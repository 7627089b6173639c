use axum::http::StatusCode;
use axum::response::{IntoResponse, Response};
use serde_json::json;
use sitelink_companycam::CompanyCamError;
use sitelink_core::error::CoreError;
use sitelink_db::StoreError;
use sitelink_messaging::ServiceError;

/// Application-level error type for HTTP handlers.
///
/// Wraps [`CoreError`] for domain errors and adds HTTP-specific variants.
/// Implements [`IntoResponse`] to produce consistent JSON error responses.
#[derive(Debug, thiserror::Error)]
pub enum AppError {
    /// A domain-level error from `sitelink_core`.
    #[error(transparent)]
    Core(#[from] CoreError),

    /// A store failure (database or snapshot).
    #[error(transparent)]
    Store(StoreError),

    /// A CompanyCam API failure.
    #[error(transparent)]
    CompanyCam(#[from] CompanyCamError),

    /// A bad request with a human-readable message.
    #[error("Bad request: {0}")]
    BadRequest(String),

    /// An internal error with a human-readable message.
    #[error("Internal error: {0}")]
    InternalError(String),
}

/// Convenience type alias for handler return values.
pub type AppResult<T> = Result<T, AppError>;

impl From<StoreError> for AppError {
    fn from(err: StoreError) -> Self {
        match err {
            StoreError::Core(core) => AppError::Core(core),
            other => AppError::Store(other),
        }
    }
}

impl From<ServiceError> for AppError {
    fn from(err: ServiceError) -> Self {
        match err {
            ServiceError::Core(core) => AppError::Core(core),
            ServiceError::Store(store) => store.into(),
        }
    }
}

fn internal() -> (StatusCode, &'static str, String) {
    (
        StatusCode::INTERNAL_SERVER_ERROR,
        "INTERNAL_ERROR",
        "An internal error occurred".to_string(),
    )
}

impl IntoResponse for AppError {
    fn into_response(self) -> Response {
        let (status, code, message) = match &self {
            // --- CoreError variants ---
            AppError::Core(core) => match core {
                CoreError::NotFound { entity, id } => (
                    StatusCode::NOT_FOUND,
                    "NOT_FOUND",
                    format!("{entity} with id {id} not found"),
                ),
                CoreError::NotFoundByKey { entity, key } => (
                    StatusCode::NOT_FOUND,
                    "NOT_FOUND",
                    format!("{entity} '{key}' not found"),
                ),
                CoreError::Validation(msg) => {
                    (StatusCode::BAD_REQUEST, "VALIDATION_ERROR", msg.clone())
                }
                CoreError::Conflict(msg) => (StatusCode::CONFLICT, "CONFLICT", msg.clone()),
                CoreError::Unauthorized(msg) => {
                    (StatusCode::UNAUTHORIZED, "UNAUTHORIZED", msg.clone())
                }
                CoreError::Forbidden(msg) => (StatusCode::FORBIDDEN, "FORBIDDEN", msg.clone()),
                CoreError::Internal(msg) => {
                    tracing::error!(error = %msg, "Internal core error");
                    internal()
                }
            },

            // --- Store errors ---
            AppError::Store(StoreError::Database(err)) => classify_sqlx_error(err),
            AppError::Store(err) => {
                tracing::error!(error = %err, "Store error");
                internal()
            }

            // --- CompanyCam ---
            AppError::CompanyCam(err) => match err {
                CompanyCamError::MissingToken => (
                    StatusCode::BAD_REQUEST,
                    "COMPANYCAM_NOT_CONFIGURED",
                    err.to_string(),
                ),
                CompanyCamError::RateLimited => (
                    StatusCode::TOO_MANY_REQUESTS,
                    "COMPANYCAM_RATE_LIMITED",
                    err.to_string(),
                ),
                CompanyCamError::Api { status, message } => {
                    tracing::warn!(status, %message, "CompanyCam API error");
                    (
                        StatusCode::BAD_GATEWAY,
                        "COMPANYCAM_ERROR",
                        format!("CompanyCam returned {status}: {message}"),
                    )
                }
                CompanyCamError::Request(e) => {
                    tracing::error!(error = %e, "CompanyCam request failed");
                    (
                        StatusCode::BAD_GATEWAY,
                        "COMPANYCAM_UNAVAILABLE",
                        "CompanyCam could not be reached".to_string(),
                    )
                }
            },

            // --- HTTP-specific errors ---
            AppError::BadRequest(msg) => (StatusCode::BAD_REQUEST, "BAD_REQUEST", msg.clone()),
            AppError::InternalError(msg) => {
                tracing::error!(error = %msg, "Internal error");
                internal()
            }
        };

        let body = json!({
            "error": message,
            "code": code,
        });

        (status, axum::Json(body)).into_response()
    }
}

/// Classify a sqlx error into an HTTP status, error code, and message.
///
/// - `RowNotFound` maps to 404.
/// - Everything else maps to 500 with a sanitized message. Unique violations
///   on `uq_` constraints never get here; the store reports them as
///   [`CoreError::Conflict`].
fn classify_sqlx_error(err: &sqlx::Error) -> (StatusCode, &'static str, String) {
    match err {
        sqlx::Error::RowNotFound => (
            StatusCode::NOT_FOUND,
            "NOT_FOUND",
            "Resource not found".to_string(),
        ),
        other => {
            tracing::error!(error = %other, "Database error");
            internal()
        }
    }
}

• • •

▸ **Activity**
Write out each line of the data that holds the string "CompanyCamError".

▸ **Result of the task**
use sitelink_companycam::CompanyCamError;
    CompanyCam(#[from] CompanyCamError),
                CompanyCamError::MissingToken => (
                CompanyCamError::RateLimited => (
                CompanyCamError::Api { status, message } => {
                CompanyCamError::Request(e) => {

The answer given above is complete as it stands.